The painting is a 6-foot, black and white painting of a Coca-Cola bottle from the era.
In 2013, it was announced that the artwork would be put up for sale by the Mugrabi family, one of the largest collectors of Andy Warhol art. They had bought the painting two decades earlier, rumored to be from a billionaire collector. [1] It was sold by the Mugrabi family for US$57.3 million at Christie's in 2013. [2] [3] [4] The current owner of the painting is not listed.

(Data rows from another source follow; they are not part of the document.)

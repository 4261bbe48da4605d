//! Pure projections of `AppState` (and the static catalog) consumed by the
//! UI. Everything here is formatting and derivation; no side effects.

use crate::domain::{AdminTab, AppState};
use encore_core::{
    catalog, money, readiness_percent, ChecklistCategory, ChecklistItem, Event, MetricKind,
    WizardStep,
};

// --- Home ---

#[derive(Debug, Clone)]
pub struct EventCardVm {
    pub id: String,
    pub title: String,
    pub category_label: &'static str,
    pub date_label: String,
    pub time: String,
    pub location: String,
    pub summary: String,
    pub price_label: String,
}

#[derive(Debug, Clone)]
pub struct HomeVm {
    pub cards: Vec<EventCardVm>,
    pub pills: Vec<&'static str>,
}

pub fn home_vm() -> HomeVm {
    let cards = catalog::featured_events()
        .into_iter()
        .map(|event| EventCardVm {
            id: event.id.clone(),
            title: event.title.clone(),
            category_label: event.category.label(),
            date_label: money::short_date_pt(event.date),
            time: event.time.clone(),
            location: event.location.clone(),
            summary: event.description.clone(),
            price_label: event
                .lead_batch()
                .map(|b| money::price_label(b.price_cents))
                .unwrap_or_else(|| money::price_label(0)),
        })
        .collect();

    HomeVm {
        cards,
        pills: catalog::category_pills(),
    }
}

// --- Event detail / checkout ---

#[derive(Debug, Clone)]
pub struct EventDetailVm {
    pub event: Event,
    pub category_label: &'static str,
    pub date_label: String,
    pub batch_name: String,
    pub unit_price_label: String,
    pub quantity: u32,
    pub total_cents: u64,
    pub total_label: String,
    pub modal_open: bool,
    pub receipt: Option<String>,
}

pub fn event_detail_vm(state: &AppState, id: &str) -> Option<EventDetailVm> {
    let event = catalog::event_by_id(id)?;

    let (quantity, modal_open, receipt) = state
        .checkout
        .as_ref()
        .filter(|c| c.event_id == id)
        .map(|c| (c.quantity, c.modal_open, c.receipt.clone()))
        .unwrap_or((encore_config::MIN_TICKET_QUANTITY, false, None));

    let unit_cents = event.lead_batch().map(|b| b.price_cents).unwrap_or(0);
    let total_cents = unit_cents * u64::from(quantity);

    Some(EventDetailVm {
        category_label: event.category.label(),
        date_label: money::long_date_pt(event.date),
        batch_name: event
            .lead_batch()
            .map(|b| b.name.clone())
            .unwrap_or_default(),
        unit_price_label: money::price_label(unit_cents),
        quantity,
        total_cents,
        total_label: money::price_label(total_cents),
        modal_open,
        receipt,
        event,
    })
}

// --- Dashboard ---

#[derive(Debug, Clone)]
pub struct MetricTileVm {
    pub label: String,
    pub value_label: String,
    pub change_label: String,
    pub positive: bool,
}

#[derive(Debug, Clone)]
pub struct ChartPointVm {
    pub day: String,
    pub revenue_cents: u64,
    /// Revenue scaled into `[0, 1]` against the weekly peak.
    pub normalized: f32,
}

#[derive(Debug, Clone)]
pub struct RecentSaleVm {
    pub initials: String,
    pub label: String,
    pub event: String,
    pub amount_label: String,
}

#[derive(Debug, Clone)]
pub struct DashboardVm {
    pub tiles: Vec<MetricTileVm>,
    pub chart_points: Vec<ChartPointVm>,
    pub chart_peak_label: String,
    pub recent: Vec<RecentSaleVm>,
}

fn metric_value_label(kind: MetricKind, value: f64) -> String {
    match kind {
        MetricKind::Currency => money::format_brl(value as u64),
        MetricKind::Count => format!("{}", value as i64),
        MetricKind::Percent => format!("{value:.1}%"),
    }
}

pub fn dashboard_vm() -> DashboardVm {
    let tiles = catalog::sales_metrics()
        .into_iter()
        .map(|m| MetricTileVm {
            value_label: metric_value_label(m.kind, m.value),
            change_label: format!("{:.1}%", m.change_pct.abs()),
            positive: m.positive,
            label: m.label,
        })
        .collect();

    let series = catalog::weekly_revenue();
    let peak = series.iter().map(|p| p.revenue_cents).max().unwrap_or(0);
    let chart_points = series
        .into_iter()
        .map(|p| ChartPointVm {
            normalized: if peak == 0 {
                0.0
            } else {
                p.revenue_cents as f32 / peak as f32
            },
            day: p.day,
            revenue_cents: p.revenue_cents,
        })
        .collect();

    let recent = catalog::recent_sales()
        .into_iter()
        .map(|s| RecentSaleVm {
            initials: s.initials,
            label: s.label,
            event: s.event,
            amount_label: format!("+{}", money::format_brl(s.amount_cents)),
        })
        .collect();

    DashboardVm {
        tiles,
        chart_points,
        chart_peak_label: money::format_brl(peak),
        recent,
    }
}

// --- Wizard ---

#[derive(Debug, Clone)]
pub struct WizardSummaryVm {
    pub title: String,
    pub when: String,
    pub location: String,
    pub price_label: String,
}

#[derive(Debug, Clone)]
pub struct WizardVm {
    pub step: WizardStep,
    pub can_generate: bool,
    pub generating: bool,
    pub publishing: bool,
    pub notice: Option<String>,
    pub summary: WizardSummaryVm,
    pub can_publish: bool,
}

pub fn wizard_vm(state: &AppState) -> Option<WizardVm> {
    let wizard = state.wizard.as_ref()?;
    let draft = &wizard.draft;

    // An empty or unparseable price is sold as free, never as "R$ " + blank.
    let price_label = match money::parse_brl_input(&draft.price) {
        None | Some(0) => "Grátis".to_string(),
        Some(cents) => money::format_brl(cents),
    };

    let when = if draft.date.trim().is_empty() && draft.time.trim().is_empty() {
        "A definir".to_string()
    } else {
        format!("{} às {}", draft.date.trim(), draft.time.trim())
    };

    let can_generate = !wizard.generating
        && encore_core::DescriptionRequest::from_draft(draft)
            .validate()
            .is_ok();

    Some(WizardVm {
        step: wizard.step,
        can_generate,
        generating: wizard.generating,
        publishing: wizard.publishing,
        notice: wizard.notice.clone(),
        summary: WizardSummaryVm {
            title: draft.title.clone(),
            when,
            location: draft.location.clone(),
            price_label,
        },
        can_publish: wizard.step == WizardStep::MediaReview && !wizard.publishing,
    })
}

// --- Admin ---

#[derive(Debug, Clone)]
pub struct ChecklistGroupVm {
    pub label: &'static str,
    pub items: Vec<ChecklistItem>,
}

#[derive(Debug, Clone)]
pub struct AdminVm {
    pub active_tab: AdminTab,
    pub readiness: u8,
    pub can_deploy: bool,
    pub saving: Option<AdminTab>,
    pub groups: Vec<ChecklistGroupVm>,
}

pub fn admin_vm(state: &AppState) -> Option<AdminVm> {
    let admin = state.admin.as_ref()?;
    let readiness = readiness_percent(&admin.checklist);

    let groups = ChecklistCategory::ORDER
        .iter()
        .map(|category| ChecklistGroupVm {
            label: category.label(),
            items: admin
                .checklist
                .iter()
                .filter(|i| i.category == *category)
                .cloned()
                .collect(),
        })
        .filter(|g| !g.items.is_empty())
        .collect();

    Some(AdminVm {
        active_tab: admin.active_tab,
        readiness,
        can_deploy: readiness == 100,
        saving: admin.saving,
        groups,
    })
}

#[cfg(test)]
mod tests {
    use super::*;
    use crate::domain::{AdminState, WizardState};

    fn state_with_wizard(price: &str) -> AppState {
        let mut wizard = WizardState::default();
        wizard.draft.price = price.into();
        AppState {
            wizard: Some(wizard),
            ..Default::default()
        }
    }

    #[test]
    fn empty_price_summarizes_as_gratis_never_a_dangling_currency_sign() {
        for input in ["", "   ", "abc", "0"] {
            let vm = wizard_vm(&state_with_wizard(input)).unwrap();
            assert_eq!(vm.summary.price_label, "Grátis", "input {input:?}");
        }

        let vm = wizard_vm(&state_with_wizard("150")).unwrap();
        assert_eq!(vm.summary.price_label, "R$ 150");
    }

    #[test]
    fn unset_schedule_summarizes_as_a_definir() {
        let vm = wizard_vm(&state_with_wizard("")).unwrap();
        assert_eq!(vm.summary.when, "A definir");

        let mut state = state_with_wizard("");
        {
            let draft = &mut state.wizard.as_mut().unwrap().draft;
            draft.date = "2024-11-15".into();
            draft.time = "09:00".into();
        }
        let vm = wizard_vm(&state).unwrap();
        assert_eq!(vm.summary.when, "2024-11-15 às 09:00");
    }

    #[test]
    fn metric_values_format_by_kind_not_by_label() {
        assert_eq!(
            metric_value_label(MetricKind::Currency, 12_450_000.0),
            "R$ 124.500"
        );
        assert_eq!(metric_value_label(MetricKind::Count, 1240.0), "1240");
        assert_eq!(metric_value_label(MetricKind::Percent, 3.2), "3.2%");
    }

    #[test]
    fn checklist_groups_follow_the_fixed_category_order() {
        let state = AppState {
            admin: Some(AdminState::default()),
            route: crate::domain::Route::Admin,
            ..Default::default()
        };
        let vm = admin_vm(&state).unwrap();
        let labels: Vec<_> = vm.groups.iter().map(|g| g.label).collect();
        assert_eq!(
            labels,
            vec![
                "Infraestrutura Core",
                "Segurança & Acesso",
                "Módulo Financeiro",
                "Motor de I.A.",
                "UX & Client Side",
            ]
        );
    }

    #[test]
    fn chart_series_normalizes_against_the_weekly_peak() {
        let vm = dashboard_vm();
        let peak = vm
            .chart_points
            .iter()
            .map(|p| p.revenue_cents)
            .max()
            .unwrap();
        for point in &vm.chart_points {
            let expected = point.revenue_cents as f32 / peak as f32;
            assert!((point.normalized - expected).abs() < f32::EPSILON);
            assert!(point.normalized <= 1.0);
        }
    }
}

Warhol is best known for his famous Campbell's soup cans which was completed around the same time as Coca-Cola(3), between 1961 and 1962. Campbell's soup cans share the idea of the commercial culture of Warhol's Coca-Cola series. Warhol first began working with Coca-Cola bottles in the early 1950s when he would use images of Coke bottles from magazines to create collages. Warhol had a unique perspective and interest in Coke bottles. Warhol would state that “A Coke is a Coke, and no amount of money can get you a better Coke.”, alluding to the idea of economic and political equality. Some of his most famous works focus on mass-produced items, such as soup cans and coke bottles, products that consistently remained the same quality, no matter how much you paid for it. Warhol was attracted to the idea that no matter who you are, you cannot purchase a better coke or can of soup than the next person. Ultimately, Warhol admired the uniformity of items such as soup cans and coke bottles. [5]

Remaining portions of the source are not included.